As for the Beardytron that Distractions was made on? It requires four iPads and two laptops “running at just below the speed of light” to enable Beardyman to instantly process any song ideas he has, straight away being able to access his hundreds of presets made on myriad instruments and manipulating them in infinite combinations to record and mix live. Frankly, we should be grateful that Beardyman has used the Beardytron to make a great album, rather than create the black hole it’s probably capable of.

“Before I started making Distractions, I was using a patched-up array of different machines, and the end result was still nowhere near what I had in my head for the Beardytron,” says Beardyman at his north London terraced home, the outwardly unlikely lair for such a game changing instrument. “It’s taken three years and three different versions to get the Beardytron properly running, but it really does let me create songs instantly, with no filter between having an idea and realizing it as a song.”

To the public, the first glimpse of the Beardytron was at Beardyman’s TED talk in 2013 (http://goo.gl/58dLwq), which has racked up a staggering two million views.

“I was going to talk about the history of mimicry, but I don’t have a PhD, so I didn’t” he smiles. “I thought ‘The Beardytron is really cool, why not showcase that?’ I think I found a happy medium of demonstrating what I’d built, whilst framing it in the context of beatboxing and my personal story.” Those suitably impressed in the TED audience included philosopher Daniel Dennett, Paypal founder Elon Musk, Bono, and Simpson’s creator Matt Groening.

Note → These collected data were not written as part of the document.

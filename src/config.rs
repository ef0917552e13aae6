// src/config.rs

use anyhow::Result;
use serde::{Deserialize, Serialize};
use std::path::{Path, PathBuf};
use std::sync::Mutex;

use crate::atomic_file::replace_file;

const APP_DIR_NAME: &str = "FormulaKeypad";
const CONFIG_FILENAME: &str = "config.json";

// ============================================================================
// 全局配置操作锁
// ============================================================================

lazy_static::lazy_static! {
    /// 全局配置操作锁
    ///
    /// 保护所有 config 的读写操作，防止并发 load->modify->save 导致的数据丢失
    ///
    /// 使用方式：
    /// ```ignore
    /// let _guard = CONFIG_LOCK.lock().unwrap_or_else(|e| e.into_inner());
    /// let (mut config, _) = AppConfig::load()?;
    /// // 修改 config...
    /// config.save()?;
    /// ```
    pub static ref CONFIG_LOCK: Mutex<()> = Mutex::new(());
}

// ============================================================================
// 渲染配置
// ============================================================================

/// 渲染配置
///
/// 渲染器始终以不抛错模式调用（`throwOnError: false`），不提供开关
#[derive(Debug, Clone, PartialEq, Serialize, Deserialize)]
pub struct RenderConfig {
    /// 是否使用块级公式模式
    #[serde(default = "default_display_mode")]
    pub display_mode: bool,
    /// 是否启用 KaTeX 严格模式
    #[serde(default)]
    pub strict: bool,
    /// KaTeX 样式表地址
    #[serde(default = "default_stylesheet_url")]
    pub stylesheet_url: String,
    /// KaTeX 脚本地址
    #[serde(default = "default_script_url")]
    pub script_url: String,
    /// 公式字号（em）
    #[serde(default = "default_font_scale")]
    pub font_scale: f32,
    /// 单次渲染超时（毫秒）
    #[serde(default = "default_render_timeout_ms")]
    pub timeout_ms: u64,
    /// HTML 输出目录（为空时使用配置目录下的 render/）
    #[serde(default, skip_serializing_if = "Option::is_none")]
    pub output_dir: Option<PathBuf>,
}

fn default_display_mode() -> bool {
    true
}

fn default_stylesheet_url() -> String {
    "https://cdn.jsdelivr.net/npm/katex@0.16.9/dist/katex.min.css".to_string()
}

fn default_script_url() -> String {
    "https://cdn.jsdelivr.net/npm/katex@0.16.9/dist/katex.min.js".to_string()
}

fn default_font_scale() -> f32 {
    1.5
}

fn default_render_timeout_ms() -> u64 {
    3000
}

impl Default for RenderConfig {
    fn default() -> Self {
        Self {
            display_mode: default_display_mode(),
            strict: false,
            stylesheet_url: default_stylesheet_url(),
            script_url: default_script_url(),
            font_scale: default_font_scale(),
            timeout_ms: default_render_timeout_ms(),
            output_dir: None,
        }
    }
}

impl RenderConfig {
    /// 验证渲染配置
    pub fn validate(&self) -> Result<()> {
        if self.stylesheet_url.trim().is_empty() || self.script_url.trim().is_empty() {
            anyhow::bail!("KaTeX 资源地址不能为空");
        }

        if !self.font_scale.is_finite() || self.font_scale <= 0.0 {
            anyhow::bail!("公式字号必须为正数: {}", self.font_scale);
        }

        if self.timeout_ms == 0 {
            anyhow::bail!("渲染超时必须大于 0");
        }

        Ok(())
    }

    /// 解析 HTML 输出目录（不存在时创建）
    pub fn resolve_output_dir(&self) -> Result<PathBuf> {
        let dir = match &self.output_dir {
            Some(dir) => dir.clone(),
            None => app_dir()?.join("render"),
        };
        std::fs::create_dir_all(&dir)?;
        Ok(dir)
    }
}

// ============================================================================
// 语音控制配置
// ============================================================================

/// 语音控制配置
#[derive(Debug, Clone, PartialEq, Serialize, Deserialize)]
pub struct VoiceConfig {
    /// 是否允许启动语音控制（默认启用）
    #[serde(default = "default_voice_enabled")]
    pub enabled: bool,
    /// 识别语言（仅传给语音源，指令关键词固定为英文）
    #[serde(default = "default_voice_locale")]
    pub locale: String,
    /// 启动时输出使用说明
    #[serde(default = "default_show_help_on_start")]
    pub show_help_on_start: bool,
}

fn default_voice_enabled() -> bool {
    true
}

fn default_voice_locale() -> String {
    "en-US".to_string()
}

fn default_show_help_on_start() -> bool {
    true
}

impl Default for VoiceConfig {
    fn default() -> Self {
        Self {
            enabled: default_voice_enabled(),
            locale: default_voice_locale(),
            show_help_on_start: default_show_help_on_start(),
        }
    }
}

// ============================================================================
// 编辑器配置
// ============================================================================

/// 编辑器配置
#[derive(Debug, Clone, PartialEq, Serialize, Deserialize)]
pub struct EditorConfig {
    /// 点击定位时预估的字符宽度
    #[serde(default = "default_char_width")]
    pub char_width: f32,
    /// 每次内容变化时自动发起渲染
    #[serde(default = "default_render_on_change")]
    pub render_on_change: bool,
}

fn default_char_width() -> f32 {
    10.0
}

fn default_render_on_change() -> bool {
    true
}

impl Default for EditorConfig {
    fn default() -> Self {
        Self {
            char_width: default_char_width(),
            render_on_change: default_render_on_change(),
        }
    }
}

impl EditorConfig {
    pub fn validate(&self) -> Result<()> {
        if !self.char_width.is_finite() || self.char_width <= 0.0 {
            anyhow::bail!("字符宽度必须为正数: {}", self.char_width);
        }
        Ok(())
    }
}

// ============================================================================
// 应用配置
// ============================================================================

#[derive(Debug, Clone, Default, PartialEq, Serialize, Deserialize)]
pub struct AppConfig {
    #[serde(default)]
    pub render: RenderConfig,
    #[serde(default)]
    pub voice: VoiceConfig,
    #[serde(default)]
    pub editor: EditorConfig,
}

fn app_dir() -> Result<PathBuf> {
    let config_dir = dirs::config_dir().ok_or_else(|| anyhow::anyhow!("无法获取配置目录"))?;
    let app_dir = config_dir.join(APP_DIR_NAME);
    std::fs::create_dir_all(&app_dir)?;
    Ok(app_dir)
}

impl AppConfig {
    pub fn new() -> Self {
        Self::default()
    }

    pub fn config_path() -> Result<PathBuf> {
        Ok(app_dir()?.join(CONFIG_FILENAME))
    }

    /// 验证全部配置
    pub fn validate(&self) -> Result<()> {
        self.render
            .validate()
            .map_err(|e| anyhow::anyhow!("渲染配置无效: {}", e))?;
        self.editor
            .validate()
            .map_err(|e| anyhow::anyhow!("编辑器配置无效: {}", e))?;
        Ok(())
    }

    /// 加载配置
    ///
    /// 返回 (配置, 是否需要写回)。配置文件不存在时返回默认配置并要求写回。
    pub fn load() -> Result<(Self, bool)> {
        let path = Self::config_path()?;
        Self::load_from_path(&path)
    }

    pub(crate) fn load_from_path(path: &Path) -> Result<(Self, bool)> {
        tracing::info!("尝试从以下路径加载配置: {:?}", path);

        if !path.exists() {
            tracing::warn!("配置文件不存在，使用默认配置");
            return Ok((Self::new(), true));
        }

        let content = std::fs::read_to_string(path)?;
        let config: AppConfig = match serde_json::from_str(&content) {
            Ok(c) => c,
            Err(e) => {
                // 不覆盖用户文件，仅本次使用默认值
                tracing::warn!("解析配置失败，使用默认配置: {}", e);
                return Ok((Self::new(), false));
            }
        };

        if let Err(e) = config.validate() {
            tracing::warn!("配置校验失败，使用默认配置: {}", e);
            return Ok((Self::new(), false));
        }

        tracing::info!("配置加载成功");
        Ok((config, false))
    }

    pub fn save(&self) -> Result<()> {
        let path = Self::config_path()?;
        self.save_to_path(&path)
    }

    pub(crate) fn save_to_path(&self, path: &Path) -> Result<()> {
        let content = serde_json::to_string_pretty(self)?;
        tracing::info!("保存配置到: {:?}", path);

        replace_file(path, content.as_bytes())?;
        tracing::info!("配置保存成功");
        Ok(())
    }
}
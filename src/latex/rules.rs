//! 规范化规则
//!
//! 字形运算符 → 宏 的映射表

use std::collections::HashMap;

/// 运算符替换表
pub struct OperatorRules {
    map: HashMap<char, &'static str>,
}

impl OperatorRules {
    pub fn new() -> Self {
        let map = HashMap::from([
            // 乘除
            ('×', "\\times "),
            ('÷', "\\div "),
            // 正负号
            ('±', "\\pm "),
            ('∓', "\\mp "),
            // 点乘
            ('·', "\\cdot "),
        ]);

        Self { map }
    }

    /// 尝试映射字形运算符
    pub fn try_map(&self, glyph: char) -> Option<&'static str> {
        self.map.get(&glyph).copied()
    }

    /// 获取所有源字形
    #[cfg(test)]
    pub fn glyphs(&self) -> Vec<char> {
        self.map.keys().copied().collect()
    }

    #[cfg(test)]
    pub fn replacements(&self) -> Vec<&'static str> {
        self.map.values().copied().collect()
    }
}

impl Default for OperatorRules {
    fn default() -> Self {
        Self::new()
    }
}
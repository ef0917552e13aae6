mod atomic_file;
pub mod buffer;
pub mod config;
pub mod latex;
pub mod pipeline;
pub mod render;
pub mod symbols;
pub mod voice;

use anyhow::Result;
use std::sync::Arc;
use std::time::Duration;
use tokio::io::{AsyncBufReadExt, BufReader};
use tokio::sync::mpsc;
use tokio::task::JoinHandle;

use config::{AppConfig, CONFIG_LOCK};
use pipeline::{FormulaEditor, HostCommand};
use render::{HtmlFileSurface, RenderBridge, RenderDisplay, RenderOptions, RenderSurface};
use symbols::{palette, Category};
use voice::{ChannelTranscriptSource, InputMode, InputSession, Transcript, VoiceEvent};

/// 加载配置，首次运行时写回默认配置
fn load_config() -> Result<AppConfig> {
    let _guard = CONFIG_LOCK.lock().unwrap_or_else(|e| e.into_inner());
    let (config, needs_save) = AppConfig::load()?;

    if needs_save {
        if let Err(e) = config.save() {
            tracing::warn!("写入默认配置失败: {}", e);
        }
    }

    Ok(config)
}

/// 交互式宿主
///
/// 从标准输入逐行读取命令，驱动编辑器与语音会话；渲染结果与语音事件
/// 由后台任务输出到标准输出
pub async fn run() -> Result<()> {
    let config = load_config()?;

    let output_dir = config.render.resolve_output_dir()?;
    let surface = HtmlFileSurface::new(&output_dir, config.render.clone());
    tracing::info!("渲染页输出: {:?}", surface.output_path());

    let bridge = Arc::new(RenderBridge::new(
        surface,
        RenderOptions::from(&config.render),
        Duration::from_millis(config.render.timeout_ms),
    ));
    let render_task = spawn_outcome_printer(&*bridge);

    let mut editor = FormulaEditor::new(Arc::clone(&bridge), config.editor.clone());

    let source = ChannelTranscriptSource::new();
    let mut session = InputSession::new(Arc::new(source.clone()), config.voice.clone());
    let mut voice_task: Option<JoinHandle<()>> = None;

    println!("=== Formula Keypad ===");
    println!("输入公式文本直接插入，:help 查看命令，:quit 退出\n");

    let mut lines = BufReader::new(tokio::io::stdin()).lines();
    while let Some(line) = lines.next_line().await? {
        let command = match HostCommand::parse(&line) {
            Ok(command) => command,
            Err(e) => {
                println!("✗ {}", e);
                continue;
            }
        };

        match command {
            HostCommand::Edit(edit) => match editor.apply(edit) {
                Ok(()) => print_buffer(&editor),
                Err(e) => println!("✗ {}", e),
            },
            HostCommand::Show => print_status(&editor),
            HostCommand::Export => println!("{}", editor.export()),
            HostCommand::Help => print_help(),
            HostCommand::VoiceStart => match session.start(InputMode::Voice) {
                Ok(events) => {
                    if let Some(task) = voice_task.take() {
                        task.abort();
                    }
                    voice_task = Some(spawn_voice_printer(events));
                    println!("✓ {} 已开启（~文本 推送转写，~!文本 推送最终结果）", InputMode::Voice.display_name());
                }
                Err(e) => println!("✗ {}", e),
            },
            HostCommand::VoiceStop => {
                session.stop();
                if let Some(task) = voice_task.take() {
                    task.abort();
                }
                println!("✓ 语音控制已关闭");
            }
            HostCommand::Transcript { text, is_final } => {
                let transcript = if is_final {
                    Transcript::final_result(text)
                } else {
                    Transcript::partial(text)
                };
                if let Err(e) = source.push(transcript) {
                    println!("✗ {}", e);
                }
            }
            HostCommand::Quit => break,
        }
    }

    session.stop();
    if let Some(task) = voice_task.take() {
        task.abort();
    }
    render_task.abort();

    println!("最终公式: {}", editor.export());
    Ok(())
}

fn spawn_outcome_printer<S: RenderSurface>(bridge: &RenderBridge<S>) -> JoinHandle<()> {
    let mut outcomes = bridge.subscribe();
    tokio::spawn(async move {
        while outcomes.changed().await.is_ok() {
            let outcome = outcomes.borrow_and_update().clone();
            match &outcome.display {
                RenderDisplay::Empty => {}
                RenderDisplay::Rendered(markup) => {
                    println!("  [render #{}] {} → {}", outcome.seq, outcome.formula, markup)
                }
                RenderDisplay::Failed(marker) => {
                    println!("  [render #{}] {}", outcome.seq, marker)
                }
            }
        }
    })
}

fn spawn_voice_printer(mut events: mpsc::Receiver<VoiceEvent>) -> JoinHandle<()> {
    tokio::spawn(async move {
        while let Some(event) = events.recv().await {
            let marker = if event.is_final { "final" } else { "partial" };
            if event.action.is_recognized() {
                println!("  [voice {}] {} ({})", marker, event.action.label(), event.transcript);
            } else {
                println!("  [voice {}] 未识别: {}", marker, event.transcript);
            }
        }
    })
}

fn print_buffer<S: RenderSurface>(editor: &FormulaEditor<S>) {
    let buffer = editor.buffer();
    println!("{}│{}  (光标 {}/{})", buffer.before_cursor(), buffer.after_cursor(), buffer.cursor(), buffer.len());
}

fn print_status<S: RenderSurface>(editor: &FormulaEditor<S>) {
    print_buffer(editor);

    let normalized = editor.normalized();
    println!("规范化: {}", normalized.text);
    for substitution in &normalized.applied {
        println!("  #{} {} → {}", substitution.index, substitution.glyph, substitution.replaced);
    }

    let latest = editor.bridge().latest();
    match latest.display {
        RenderDisplay::Empty => println!("渲染: (尚未渲染)"),
        RenderDisplay::Rendered(markup) => println!("渲染 #{}: {}", latest.seq, markup),
        RenderDisplay::Failed(marker) => println!("渲染 #{}: {}", latest.seq, marker),
    }
}

fn print_help() {
    println!("命令:");
    println!("  <文本>              在光标处插入（::文本 插入以冒号开头的文本）");
    println!("  :left :right        光标左 / 右移");
    println!("  :home :end          光标移到开头 / 结尾");
    println!("  :pos N  :tap X      设置光标 / 按点击坐标定位");
    println!("  :del :clear         退格 / 清空");
    println!("  :sym 分类 名称       插入符号（:sym π 按字形查找）");
    println!("  :key 行 列           数字键盘");
    println!("  :macro 序号          公式宏键盘");
    println!("  :show :export       显示状态 / 输出规范化公式");
    println!("  :voice [off]        开启 / 关闭语音控制");
    println!("  :quit               退出");

    println!("\n数字键盘:");
    for (row, keys) in palette::NUMBER_PAD.iter().enumerate() {
        println!("  {}: {}", row, keys.join("  "));
    }

    println!("\n公式键盘:");
    for (index, key) in palette::FORMULA_KEYS.iter().enumerate() {
        let end = if (index + 1) % palette::FORMULA_COLUMNS == 0 { "\n" } else { "" };
        print!("  {:>2}: {:<24}{}", index, key, end);
    }

    println!("\n符号:");
    for category in Category::PICKER_ORDER {
        let entries: Vec<String> = symbols::list_category(category)
            .iter()
            .map(|s| format!("{}={}", s.name, s.glyph))
            .collect();
        println!("  {} ({}): {}", category.display_name(), category.key(), entries.join(" "));
    }

    println!("\n{}", voice::help_text());
}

Beardyman also met Herbie Hancock at TED, leading the jazz pioneer to become the only other person so far to successfully use the Beardytron. “We jammed for four hours and there are some sweet little ideas that I might use for other stuff,” he says. “There are plans to develop a commercially available version of the Beardytron. “But I’ve been talking about developing it for a long time and for now it’s time to stop developing the gear and develop as an artist instead.”